THE TASK: Where a line below carries the word "crate", include it in the count, then give the count alone.

[Stored records]
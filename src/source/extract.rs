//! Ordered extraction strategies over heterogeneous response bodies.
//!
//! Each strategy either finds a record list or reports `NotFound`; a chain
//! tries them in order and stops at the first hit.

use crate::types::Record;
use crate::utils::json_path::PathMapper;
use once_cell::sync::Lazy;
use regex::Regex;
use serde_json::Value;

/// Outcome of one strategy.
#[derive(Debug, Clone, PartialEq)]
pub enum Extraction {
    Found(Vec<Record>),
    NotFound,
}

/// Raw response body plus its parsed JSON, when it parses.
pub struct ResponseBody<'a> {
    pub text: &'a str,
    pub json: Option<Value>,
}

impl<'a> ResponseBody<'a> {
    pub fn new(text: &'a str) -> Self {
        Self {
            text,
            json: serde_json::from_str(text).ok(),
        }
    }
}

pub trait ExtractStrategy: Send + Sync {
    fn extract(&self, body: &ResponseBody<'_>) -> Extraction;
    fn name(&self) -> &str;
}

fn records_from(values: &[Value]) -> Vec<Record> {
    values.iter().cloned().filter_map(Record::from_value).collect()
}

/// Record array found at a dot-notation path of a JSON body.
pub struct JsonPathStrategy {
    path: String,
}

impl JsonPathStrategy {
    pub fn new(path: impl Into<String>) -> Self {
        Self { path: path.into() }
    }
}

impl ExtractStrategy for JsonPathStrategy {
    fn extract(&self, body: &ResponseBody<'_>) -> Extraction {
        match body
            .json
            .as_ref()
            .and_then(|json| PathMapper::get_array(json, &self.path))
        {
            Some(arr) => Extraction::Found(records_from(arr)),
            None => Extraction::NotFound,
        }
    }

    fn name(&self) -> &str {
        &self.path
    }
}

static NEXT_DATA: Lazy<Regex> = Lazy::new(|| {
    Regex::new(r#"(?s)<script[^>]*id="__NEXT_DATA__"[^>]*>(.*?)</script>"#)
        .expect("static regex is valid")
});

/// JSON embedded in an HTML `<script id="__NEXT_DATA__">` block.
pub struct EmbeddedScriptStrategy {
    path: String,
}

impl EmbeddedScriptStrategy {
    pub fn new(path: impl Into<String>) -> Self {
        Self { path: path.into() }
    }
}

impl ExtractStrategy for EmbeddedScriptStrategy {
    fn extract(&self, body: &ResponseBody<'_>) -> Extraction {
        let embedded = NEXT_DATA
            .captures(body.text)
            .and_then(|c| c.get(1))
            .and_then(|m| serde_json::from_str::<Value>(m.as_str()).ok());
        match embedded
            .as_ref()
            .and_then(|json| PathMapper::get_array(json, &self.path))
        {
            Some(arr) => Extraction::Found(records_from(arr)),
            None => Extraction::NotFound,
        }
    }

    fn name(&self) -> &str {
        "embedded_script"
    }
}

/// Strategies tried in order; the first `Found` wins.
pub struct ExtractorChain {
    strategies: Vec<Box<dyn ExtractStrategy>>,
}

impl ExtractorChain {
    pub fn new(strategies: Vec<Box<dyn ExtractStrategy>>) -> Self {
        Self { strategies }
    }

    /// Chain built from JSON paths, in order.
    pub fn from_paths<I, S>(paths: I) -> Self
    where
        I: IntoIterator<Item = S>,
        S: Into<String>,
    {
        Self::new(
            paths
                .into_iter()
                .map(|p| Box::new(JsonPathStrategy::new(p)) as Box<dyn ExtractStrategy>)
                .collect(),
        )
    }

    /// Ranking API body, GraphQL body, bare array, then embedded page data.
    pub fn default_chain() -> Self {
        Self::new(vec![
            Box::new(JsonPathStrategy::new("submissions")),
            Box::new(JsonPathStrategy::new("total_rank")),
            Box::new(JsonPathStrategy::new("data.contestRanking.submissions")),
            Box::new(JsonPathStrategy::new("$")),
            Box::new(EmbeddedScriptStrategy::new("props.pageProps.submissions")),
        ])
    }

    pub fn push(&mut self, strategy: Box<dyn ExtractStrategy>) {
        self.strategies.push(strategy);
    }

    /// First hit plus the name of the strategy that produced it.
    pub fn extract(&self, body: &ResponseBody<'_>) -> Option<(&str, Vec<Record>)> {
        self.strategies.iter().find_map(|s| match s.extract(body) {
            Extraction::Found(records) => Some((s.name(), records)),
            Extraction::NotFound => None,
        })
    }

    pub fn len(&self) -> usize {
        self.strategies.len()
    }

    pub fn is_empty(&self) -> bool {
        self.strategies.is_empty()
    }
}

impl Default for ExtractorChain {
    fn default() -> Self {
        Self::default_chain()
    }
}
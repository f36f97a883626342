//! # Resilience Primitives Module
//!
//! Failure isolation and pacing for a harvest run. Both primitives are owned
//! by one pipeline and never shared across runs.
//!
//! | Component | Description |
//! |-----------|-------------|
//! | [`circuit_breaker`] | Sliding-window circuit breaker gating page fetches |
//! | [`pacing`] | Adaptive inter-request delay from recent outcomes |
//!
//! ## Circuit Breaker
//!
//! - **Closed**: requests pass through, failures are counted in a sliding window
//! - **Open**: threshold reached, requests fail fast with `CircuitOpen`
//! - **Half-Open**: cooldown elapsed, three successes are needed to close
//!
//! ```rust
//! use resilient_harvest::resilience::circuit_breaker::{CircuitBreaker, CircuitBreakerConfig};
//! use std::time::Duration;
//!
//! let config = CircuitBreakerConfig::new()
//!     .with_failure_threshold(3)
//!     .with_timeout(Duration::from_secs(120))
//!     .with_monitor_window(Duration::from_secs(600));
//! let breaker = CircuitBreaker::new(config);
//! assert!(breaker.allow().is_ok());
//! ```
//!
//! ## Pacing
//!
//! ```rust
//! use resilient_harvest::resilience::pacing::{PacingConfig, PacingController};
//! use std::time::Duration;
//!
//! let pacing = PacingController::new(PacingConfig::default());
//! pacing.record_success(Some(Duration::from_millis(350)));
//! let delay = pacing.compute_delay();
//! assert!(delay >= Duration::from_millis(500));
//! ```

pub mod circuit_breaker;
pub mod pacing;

SOLVED PROBLEM: 2